Could you print every record below exactly as written?

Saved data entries
== Segment start ==
//! Aggregate sync status exposed to the UI layer.

use serde::{Deserialize, Serialize};
use std::fmt;
use tokio::sync::watch;

use fieldbook_common::Error;

use crate::engine::DrainReport;

/// What the user sees.
#[derive(Debug, Clone, Copy, PartialEq, Eq, Serialize, Deserialize)]
pub enum SyncStatus {
    Synced,
    Syncing,
    Offline,
    Error,
}

impl fmt::Display for SyncStatus {
    fn fmt(&self, f: &mut fmt::Formatter<'_>) -> fmt::Result {
        let label = match self {
            SyncStatus::Synced => "synced",
            SyncStatus::Syncing => "syncing",
            SyncStatus::Offline => "offline",
            SyncStatus::Error => "error",
        };
        f.write_str(label)
    }
}

/// Inputs the status is derived from. Individual queue entries are never
/// inspected.
#[derive(Debug, Clone, Copy, PartialEq, Eq)]
pub struct StatusSnapshot {
    pub online: bool,
    pub syncing: bool,
    pub last_drain_halted: bool,
}

impl StatusSnapshot {
    pub fn status(&self) -> SyncStatus {
        if self.syncing {
            SyncStatus::Syncing
        } else if !self.online {
            SyncStatus::Offline
        } else if self.last_drain_halted {
            SyncStatus::Error
        } else {
            SyncStatus::Synced
        }
    }
}

impl Default for StatusSnapshot {
    fn default() -> Self {
        Self {
            online: true,
            syncing: false,
            last_drain_halted: false,
        }
    }
}

/// Publishes [`StatusSnapshot`] changes.
pub struct StatusTracker {
    tx: watch::Sender<StatusSnapshot>,
}

impl StatusTracker {
    pub fn new() -> Self {
        let (tx, _) = watch::channel(StatusSnapshot::default());
        Self { tx }
    }

    pub fn snapshot(&self) -> StatusSnapshot {
        *self.tx.borrow()
    }

    pub fn status(&self) -> SyncStatus {
        self.snapshot().status()
    }

    pub fn subscribe(&self) -> watch::Receiver<StatusSnapshot> {
        self.tx.subscribe()
    }

    /// Connectivity reported by the platform.
    pub fn set_online(&self, online: bool) {
        self.tx.send_if_modified(|s| replace(&mut s.online, online));
    }

    pub(crate) fn drain_started(&self) {
        self.tx.send_if_modified(|s| replace(&mut s.syncing, true));
    }

    pub(crate) fn drain_finished(&self, report: &DrainReport) {
        self.tx.send_if_modified(|s| {
            let mut changed = replace(&mut s.syncing, false);
            match &report.halted {
                Some(halt) if matches!(halt.error, Error::Cancelled(_)) => {}
                Some(halt) => {
                    changed |= replace(&mut s.last_drain_halted, true);
                    changed |= observe_connectivity(s, &halt.error);
                }
                None => {
                    changed |= replace(&mut s.last_drain_halted, false);
                    if report.applied > 0 {
                        changed |= replace(&mut s.online, true);
                    }
                }
            }
            changed
        });
    }

    /// A pull reached the server.
    pub(crate) fn pull_succeeded(&self) {
        self.tx.send_if_modified(|s| replace(&mut s.online, true));
    }

    pub(crate) fn pull_failed(&self, error: &Error) {
        self.tx.send_if_modified(|s| observe_connectivity(s, error));
    }
}

impl Default for StatusTracker {
    fn default() -> Self {
        Self::new()
    }
}

/// Offline errors mark the device offline; any answer from the server
/// proves it reachable.
fn observe_connectivity(s: &mut StatusSnapshot, error: &Error) -> bool {
    if error.is_offline() {
        replace(&mut s.online, false)
    } else if error.is_network() {
        replace(&mut s.online, true)
    } else {
        false
    }
}

fn replace(slot: &mut bool, value: bool) -> bool {
    let changed = *slot != value;
    *slot = value;
    changed
}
== Segment end ==
:: Solution ::
//! Aggregate sync status exposed to the UI layer.

use serde::{Deserialize, Serialize};
use std::fmt;
use tokio::sync::watch;

use fieldbook_common::Error;

use crate::engine::DrainReport;

/// What the user sees.
#[derive(Debug, Clone, Copy, PartialEq, Eq, Serialize, Deserialize)]
pub enum SyncStatus {
    Synced,
    Syncing,
    Offline,
    Error,
}

impl fmt::Display for SyncStatus {
    fn fmt(&self, f: &mut fmt::Formatter<'_>) -> fmt::Result {
        let label = match self {
            SyncStatus::Synced => "synced",
            SyncStatus::Syncing => "syncing",
            SyncStatus::Offline => "offline",
            SyncStatus::Error => "error",
        };
        f.write_str(label)
    }
}

/// Inputs the status is derived from. Individual queue entries are never
/// inspected.
#[derive(Debug, Clone, Copy, PartialEq, Eq)]
pub struct StatusSnapshot {
    pub online: bool,
    pub syncing: bool,
    pub last_drain_halted: bool,
}

impl StatusSnapshot {
    pub fn status(&self) -> SyncStatus {
        if self.syncing {
            SyncStatus::Syncing
        } else if !self.online {
            SyncStatus::Offline
        } else if self.last_drain_halted {
            SyncStatus::Error
        } else {
            SyncStatus::Synced
        }
    }
}

impl Default for StatusSnapshot {
    fn default() -> Self {
        Self {
            online: true,
            syncing: false,
            last_drain_halted: false,
        }
    }
}

/// Publishes [`StatusSnapshot`] changes.
pub struct StatusTracker {
    tx: watch::Sender<StatusSnapshot>,
}

impl StatusTracker {
    pub fn new() -> Self {
        let (tx, _) = watch::channel(StatusSnapshot::default());
        Self { tx }
    }

    pub fn snapshot(&self) -> StatusSnapshot {
        *self.tx.borrow()
    }

    pub fn status(&self) -> SyncStatus {
        self.snapshot().status()
    }

    pub fn subscribe(&self) -> watch::Receiver<StatusSnapshot> {
        self.tx.subscribe()
    }

    /// Connectivity reported by the platform.
    pub fn set_online(&self, online: bool) {
        self.tx.send_if_modified(|s| replace(&mut s.online, online));
    }

    pub(crate) fn drain_started(&self) {
        self.tx.send_if_modified(|s| replace(&mut s.syncing, true));
    }

    pub(crate) fn drain_finished(&self, report: &DrainReport) {
        self.tx.send_if_modified(|s| {
            let mut changed = replace(&mut s.syncing, false);
            match &report.halted {
                Some(halt) if matches!(halt.error, Error::Cancelled(_)) => {}
                Some(halt) => {
                    changed |= replace(&mut s.last_drain_halted, true);
                    changed |= observe_connectivity(s, &halt.error);
                }
                None => {
                    changed |= replace(&mut s.last_drain_halted, false);
                    if report.applied > 0 {
                        changed |= replace(&mut s.online, true);
                    }
                }
            }
            changed
        });
    }

    /// A pull reached the server.
    pub(crate) fn pull_succeeded(&self) {
        self.tx.send_if_modified(|s| replace(&mut s.online, true));
    }

    pub(crate) fn pull_failed(&self, error: &Error) {
        self.tx.send_if_modified(|s| observe_connectivity(s, error));
    }
}

impl Default for StatusTracker {
    fn default() -> Self {
        Self::new()
    }
}

/// Offline errors mark the device offline; any answer from the server
/// proves it reachable.
fn observe_connectivity(s: &mut StatusSnapshot, error: &Error) -> bool {
    if error.is_offline() {
        replace(&mut s.online, false)
    } else if error.is_network() {
        replace(&mut s.online, true)
    } else {
        false
    }
}

fn replace(slot: &mut bool, value: bool) -> bool {
    let changed = *slot != value;
    *slot = value;
    changed
}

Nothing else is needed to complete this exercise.